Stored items
_____

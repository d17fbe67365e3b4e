//! Machine Fingerprinting
//!
//! Turns raw hardware readings into a compact, order-tolerant fingerprint
//! and decides whether a presented fingerprint belongs to this machine.
//!
//! # Pipeline
//!
//! 1. **Collect** - one raw reading per component (see [`crate::collect`])
//! 2. **Encode** - each reading hashes to a 32-bit [`Block`]: the top 30 bits
//!    of its SHA-1 digest plus a 2-bit [`ComponentType`] tag
//! 3. **Store** - blocks go into a bounded [`BlockSet`] with a legacy prefix
//!    (older CPU normalizations, comparison only) and a current suffix
//! 4. **Serialize** - the current suffix as little-endian words, usually
//!    wrapped in base64 ([`Fingerprint`])
//! 5. **Match** - [`MatchEngine`] compares reference blocks with a
//!    candidate's bytes, tolerating drift in one non-CPU component type
//!
//! # Compatibility
//!
//! The serialized form carries no version header. Its words are exactly the
//! block values in current-suffix order, so fingerprints stay readable by
//! every release that hashes the same way.

pub mod block;
pub mod block_set;
pub mod builder;
pub mod codec;
pub mod component;
pub mod matcher;

pub use block::Block;
pub use block_set::{BlockSet, InsertOutcome};
pub use builder::{
    is_virtual_oui, BuildPhase, BuildTrace, BuilderOptions, CpuMethod, FingerprintBuilder,
    TraceEntry, CURRENT_CPU_METHOD, LEGACY_CPU_METHODS,
};
pub use codec::Fingerprint;
pub use component::ComponentType;
pub use matcher::{MatchEngine, MatchPolicy, MatchReport, MatchVerdict};

impl BlockSet {
    /// Serialized current suffix
    pub fn to_bytes(&self) -> Vec<u8> {
        codec::to_bytes(self)
    }

    /// Current suffix as a [`Fingerprint`]
    pub fn fingerprint(&self) -> Fingerprint {
        Fingerprint::from_block_set(self)
    }

    /// Default-policy match of `candidate` against the current blocks
    pub fn matches(&self, candidate: &[u8]) -> bool {
        matcher::is_match(self.current(), candidate)
    }

    /// Match against every block, legacy prefix included
    ///
    /// Accepts fingerprints issued by releases that hashed the CPU with
    /// feature flags intact.
    pub fn matches_any_format(&self, candidate: &[u8]) -> bool {
        matcher::is_match(self.blocks(), candidate)
    }
}
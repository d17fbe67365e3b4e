/*
 * This file is part of hwid.
 *
 * Copyright (C) 2025 hwid contributors
 *
 * hwid is free software: you can redistribute it and/or modify
 * it under the terms of the GNU General Public License as published by
 * the Free Software Foundation, either version 3 of the License, or
 * (at your option) any later version.
 *
 * hwid is distributed in the hope that it will be useful,
 * but WITHOUT ANY WARRANTY; without even the implied warranty of
 * MERCHANTABILITY or FITNESS FOR A PARTICULAR PURPOSE. See the
 * GNU General Public License for more details.
 *
 * You should have received a copy of the GNU General Public License
 * along with hwid. If not, see <https://www.gnu.org/licenses/>.
 */

//! Command Line Interface
//!
//! Argument definitions only; execution lives in `commands`.

use clap::{Parser, Subcommand, ValueEnum};
use std::path::PathBuf;

#[derive(Parser, Debug)]
#[command(name = "hwid")]
#[command(version)]
#[command(about = "hwid - Tolerant machine fingerprints")]
#[command(long_about = "hwid - Tolerant machine fingerprints

Builds a compact fingerprint from the CPU signature, host name, network
adapters and volume UUIDs, and verifies fingerprints against this machine.
The CPU must match; any one other component may change.

EXAMPLES:
    hwid show                          Print this machine's fingerprint (base64)
    hwid show --format json            Fingerprint with its decoded blocks
    hwid components                    Readings and blocks per component
    hwid decode qZk+NA==               List the blocks of a fingerprint
    hwid verify <FINGERPRINT>          Exit 0 if it belongs to this machine
    hwid enroll --label workstation    Store this machine's fingerprint
    hwid check                         Verify against the stored fingerprint
    hwid config show                   Effective settings as JSON

ENVIRONMENT VARIABLES:
    RUST_LOG=debug         Enable debug logging (overrides settings)
    HWID_CONFIG_DIR=DIR    Use DIR instead of ~/.config/hwid

FILES:
    ~/.config/hwid/settings.json           Settings
    ~/.config/hwid/fingerprint_store.json  Enrolled fingerprint")]
#[command(propagate_version = true)]
pub struct Cli {
    /// Config directory (settings.json, fingerprint_store.json)
    #[arg(long, global = true, value_name = "DIR")]
    pub config: Option<PathBuf>,

    /// Append enrollment and verification events to FILE as JSON lines
    #[arg(long, global = true, value_name = "FILE")]
    pub audit_log: Option<PathBuf>,

    /// More logging (-v debug, -vv trace)
    #[arg(short, long, global = true, action = clap::ArgAction::Count)]
    pub verbose: u8,

    #[command(subcommand)]
    pub command: Commands,
}

/// Log level used until the settings file has been read
pub const DEFAULT_LOG_LEVEL: &str = "info";

impl Cli {
    /// Log level requested with `-v`, if any
    pub fn verbosity_level(&self) -> Option<&'static str> {
        match self.verbose {
            0 => None,
            1 => Some("debug"),
            _ => Some("trace"),
        }
    }
}

#[derive(Subcommand, Debug)]
pub enum Commands {
    /// Build and print this machine's fingerprint
    Show {
        #[arg(long, value_enum, default_value_t = OutputFormat::Base64)]
        format: OutputFormat,
    },

    /// Show every reading offered to the fingerprint and what became of it
    Components,

    /// Decode a base64 fingerprint and list its blocks
    Decode {
        fingerprint: String,
    },

    /// Check a fingerprint against this machine (exit status 1 on reject)
    Verify {
        fingerprint: String,
    },

    /// Store this machine's fingerprint as the reference
    Enroll {
        /// Name recorded with the enrollment
        #[arg(long)]
        label: Option<String>,

        /// Replace an existing enrollment
        #[arg(long)]
        force: bool,
    },

    /// Verify this machine against the enrolled fingerprint and record it
    Check,

    /// Settings inspection
    #[command(subcommand)]
    Config(ConfigCommands),
}

#[derive(Subcommand, Debug)]
pub enum ConfigCommands {
    /// Print effective settings as JSON
    Show,
    /// Print config, settings and store paths
    Path,
}

#[derive(ValueEnum, Clone, Copy, Debug, PartialEq, Eq)]
pub enum OutputFormat {
    Base64,
    Hex,
    Json,
}

#[cfg(test)]
mod tests {
    use super::*;
    use clap::CommandFactory;

    #[test]
    fn test_cli_definition() {
        Cli::command().debug_assert();
    }

    #[test]
    fn test_parse_global_flags() {
        let cli = Cli::parse_from(["hwid", "-vv", "--config", "/tmp/x", "show", "--format", "hex"]);
        assert_eq!(cli.verbose, 2);
        assert_eq!(cli.config, Some(PathBuf::from("/tmp/x")));
        assert!(matches!(cli.command, Commands::Show { format: OutputFormat::Hex }));
    }

    #[test]
    fn test_verbosity_level() {
        assert_eq!(Cli::parse_from(["hwid", "check"]).verbosity_level(), None);
        assert_eq!(Cli::parse_from(["hwid", "-v", "check"]).verbosity_level(), Some("debug"));
        assert_eq!(Cli::parse_from(["hwid", "check", "-vvv"]).verbosity_level(), Some("trace"));
    }

    #[test]
    fn test_parse_enroll() {
        let cli = Cli::parse_from(["hwid", "enroll", "--label", "lab", "--force"]);
        match cli.command {
            Commands::Enroll { label, force } => {
                assert_eq!(label.as_deref(), Some("lab"));
                assert!(force);
            }
            other => panic!("unexpected command {:?}", other),
        }
    }

    #[test]
    fn test_parse_config_path() {
        let cli = Cli::parse_from(["hwid", "config", "path"]);
        assert!(matches!(cli.command, Commands::Config(ConfigCommands::Path)));
    }
}
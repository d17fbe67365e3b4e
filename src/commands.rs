/*
 * This file is part of hwid.
 *
 * Copyright (C) 2025 hwid contributors
 *
 * hwid is free software: you can redistribute it and/or modify
 * it under the terms of the GNU General Public License as published by
 * the Free Software Foundation, either version 3 of the License, or
 * (at your option) any later version.
 *
 * hwid is distributed in the hope that it will be useful,
 * but WITHOUT ANY WARRANTY; without even the implied warranty of
 * MERCHANTABILITY or FITNESS FOR A PARTICULAR PURPOSE. See the
 * GNU General Public License for more details.
 *
 * You should have received a copy of the GNU General Public License
 * along with hwid. If not, see <https://www.gnu.org/licenses/>.
 */

//! Command execution
//!
//! Each command writes its report to `out` and returns the process exit
//! status. Verification failures are a status of 1, not an error.

use anyhow::{bail, Context as _, Result};
use serde_json::json;
use std::io::Write;
use std::path::{Path, PathBuf};
use tracing::{debug, info, warn};

use hwid_core::constants::paths::{user_config_dir, SETTINGS_FILE};
use hwid_core::fingerprint::{BuildPhase, FingerprintBuilder};
use hwid_core::{
    from_base64, Block, BlockSet, CollectorSet, Fingerprint, FingerprintStore, MatchEngine,
    MatchReport, Settings,
};

use crate::cli::{Cli, Commands, ConfigCommands, OutputFormat};
use crate::logger::log_event;

pub const EXIT_OK: u8 = 0;
pub const EXIT_REJECTED: u8 = 1;

/// Resolved settings, paths and the machine's collectors
pub struct Context {
    pub settings: Settings,
    pub config_dir: Option<PathBuf>,
    pub store_path: PathBuf,
    builder: FingerprintBuilder,
}

impl Context {
    /// Context for the running machine, honoring `--config`
    pub fn from_cli(cli: &Cli) -> Result<Self> {
        let config_dir = cli.config.clone().or_else(user_config_dir);
        let settings = match config_dir.as_deref() {
            Some(dir) => Settings::load_from_dir(dir)
                .with_context(|| format!("loading settings from {}", dir.display()))?,
            None => Settings::default(),
        };
        Self::new(settings, config_dir, CollectorSet::system())
    }

    pub fn new(settings: Settings, config_dir: Option<PathBuf>, collectors: CollectorSet) -> Result<Self> {
        let store_path = settings.resolve_store_path(config_dir.as_deref())?;
        let builder = FingerprintBuilder::with_options(collectors, settings.builder_options());
        Ok(Self {
            settings,
            config_dir,
            store_path,
            builder,
        })
    }

    fn engine(&self) -> MatchEngine {
        MatchEngine::with_policy(self.settings.policy)
    }

    /// Reference blocks for verification
    fn reference<'a>(&self, set: &'a BlockSet) -> &'a [Block] {
        if self.settings.accept_legacy_formats {
            set.blocks()
        } else {
            set.current()
        }
    }

    fn verify_bytes(&self, set: &BlockSet, candidate: &[u8]) -> MatchReport {
        self.engine().evaluate(self.reference(set), candidate)
    }
}

/// Run `command`, returning the exit status
pub fn execute(command: &Commands, ctx: &Context, out: &mut dyn Write) -> Result<u8> {
    match command {
        Commands::Show { format } => cmd_show(ctx, *format, out),
        Commands::Components => cmd_components(ctx, out),
        Commands::Decode { fingerprint } => cmd_decode(fingerprint, out),
        Commands::Verify { fingerprint } => cmd_verify(ctx, fingerprint, out),
        Commands::Enroll { label, force } => cmd_enroll(ctx, label.clone(), *force, out),
        Commands::Check => cmd_check(ctx, out),
        Commands::Config(sub) => cmd_config(ctx, sub, out),
    }
}

// ============================================================================
// Fingerprint Commands
// ============================================================================

fn cmd_show(ctx: &Context, format: OutputFormat, out: &mut dyn Write) -> Result<u8> {
    let set = ctx.builder.build();
    let fingerprint = set.fingerprint();
    if fingerprint.is_empty() {
        bail!("no hardware components could be read");
    }

    match format {
        OutputFormat::Base64 => writeln!(out, "{}", fingerprint)?,
        OutputFormat::Hex => writeln!(out, "{}", fingerprint.to_hex())?,
        OutputFormat::Json => {
            let value = json!({
                "fingerprint": fingerprint.to_base64(),
                "blocks": blocks_json(set.current()),
                "legacy_blocks": blocks_json(set.legacy()),
            });
            writeln!(out, "{}", serde_json::to_string_pretty(&value)?)?;
        }
    }
    Ok(EXIT_OK)
}

fn cmd_components(ctx: &Context, out: &mut dyn Write) -> Result<u8> {
    let (set, trace) = ctx.builder.build_traced();

    writeln!(out, "Components")?;
    writeln!(out, "==========")?;
    for entry in &trace {
        let phase = match entry.phase {
            BuildPhase::Legacy => "legacy",
            BuildPhase::Current => "current",
        };
        let block = entry
            .block
            .map(|b| format!("{:08x}", b.value()))
            .unwrap_or_else(|| "-".to_string());
        writeln!(
            out,
            "  {:<7} {:<4} {:>3} bytes  {}  {:?}",
            phase,
            entry.component,
            entry.raw.len(),
            block,
            entry.outcome
        )?;
    }
    writeln!(out)?;
    writeln!(
        out,
        "Blocks: {} current, {} legacy (max {})",
        set.current().len(),
        set.legacy().len(),
        set.max_blocks()
    )?;
    Ok(EXIT_OK)
}

fn cmd_decode(text: &str, out: &mut dyn Write) -> Result<u8> {
    let fingerprint = Fingerprint::parse(text).context("decoding fingerprint")?;
    writeln!(out, "{} blocks", fingerprint.block_count())?;
    for (i, block) in fingerprint.blocks().iter().enumerate() {
        writeln!(out, "  [{:2}] {:08x}  {}", i, block.value(), block.component())?;
    }
    Ok(EXIT_OK)
}

fn cmd_verify(ctx: &Context, text: &str, out: &mut dyn Write) -> Result<u8> {
    let set = ctx.builder.build();
    let report = match from_base64(text) {
        Ok(candidate) => ctx.verify_bytes(&set, &candidate),
        Err(e) => {
            debug!(error = %e, "Presented fingerprint unreadable");
            MatchReport::malformed()
        }
    };

    write_report(&report, out)?;
    log_event("verify", json!({ "verdict": report.verdict }));
    Ok(exit_status(&report))
}

// ============================================================================
// Enrollment Commands
// ============================================================================

fn cmd_enroll(ctx: &Context, label: Option<String>, force: bool, out: &mut dyn Write) -> Result<u8> {
    let mut store = match FingerprintStore::load_from(&ctx.store_path) {
        Ok(store) => store,
        Err(e) if force => {
            warn!(path = ?ctx.store_path, error = %e, "Unreadable store replaced by forced enrollment");
            FingerprintStore::new()
        }
        Err(e) => {
            return Err(e).with_context(|| format!("reading {}", ctx.store_path.display()));
        }
    };
    if store.is_enrolled() && !force {
        bail!(
            "a fingerprint is already enrolled in {} (use --force to replace it)",
            ctx.store_path.display()
        );
    }

    let fingerprint = ctx.builder.build().fingerprint();
    if fingerprint.is_empty() {
        bail!("no hardware components could be read");
    }
    let blocks = fingerprint.block_count();
    store.enroll(fingerprint, label)?;
    store.save_to(&ctx.store_path)?;

    info!(path = ?ctx.store_path, blocks, "Enrollment saved");
    log_event("enroll", json!({ "blocks": blocks, "label": store.label }));
    writeln!(out, "Enrolled {} blocks in {}", blocks, ctx.store_path.display())?;
    Ok(EXIT_OK)
}

fn cmd_check(ctx: &Context, out: &mut dyn Write) -> Result<u8> {
    let mut store = FingerprintStore::load_from(&ctx.store_path)?;
    let enrolled = store.reference()?.clone();

    let set = ctx.builder.build();
    let report = ctx.verify_bytes(&set, enrolled.as_bytes());

    store.record_verification(report.verdict)?;
    store.save_to(&ctx.store_path)?;

    write_report(&report, out)?;
    log_event(
        "check",
        json!({ "verdict": report.verdict, "verify_count": store.verify_count }),
    );
    Ok(exit_status(&report))
}

// ============================================================================
// Config Commands
// ============================================================================

fn cmd_config(ctx: &Context, sub: &ConfigCommands, out: &mut dyn Write) -> Result<u8> {
    match sub {
        ConfigCommands::Show => {
            writeln!(out, "{}", serde_json::to_string_pretty(&ctx.settings)?)?;
        }
        ConfigCommands::Path => {
            let dir = ctx.config_dir.as_deref();
            writeln!(out, "config:   {}", display_opt(dir))?;
            writeln!(
                out,
                "settings: {}",
                display_opt(dir.map(|d| d.join(SETTINGS_FILE)).as_deref())
            )?;
            writeln!(out, "store:    {}", ctx.store_path.display())?;
        }
    }
    Ok(EXIT_OK)
}

// ============================================================================
// Helpers
// ============================================================================

fn blocks_json(blocks: &[Block]) -> serde_json::Value {
    blocks
        .iter()
        .map(|b| json!({ "value": format!("{:08x}", b.value()), "component": b.component() }))
        .collect()
}

fn write_report(report: &MatchReport, out: &mut dyn Write) -> Result<()> {
    writeln!(out, "Verdict: {}", report.verdict)?;
    writeln!(
        out,
        "Matched: {}/{} component types",
        report.matched_count(),
        report.found_count()
    )?;
    let changed = report.changed_components();
    if !changed.is_empty() {
        let names: Vec<String> = changed.iter().map(|c| c.to_string()).collect();
        writeln!(out, "Changed: {}", names.join(", "))?;
    }
    Ok(())
}

fn exit_status(report: &MatchReport) -> u8 {
    if report.is_accepted() {
        EXIT_OK
    } else {
        EXIT_REJECTED
    }
}

fn display_opt(path: Option<&Path>) -> String {
    path.map(|p| p.display().to_string())
        .unwrap_or_else(|| "(none)".to_string())
}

_____

Task goal: Return all lines from the data above with "against" in them.

Solution:
    /// Default-policy match of `candidate` against the current blocks
    /// Match against every block, legacy prefix included
adapters and volume UUIDs, and verifies fingerprints against this machine.
    hwid check                         Verify against the stored fingerprint
    /// Check a fingerprint against this machine (exit status 1 on reject)
    /// Verify this machine against the enrolled fingerprint and record it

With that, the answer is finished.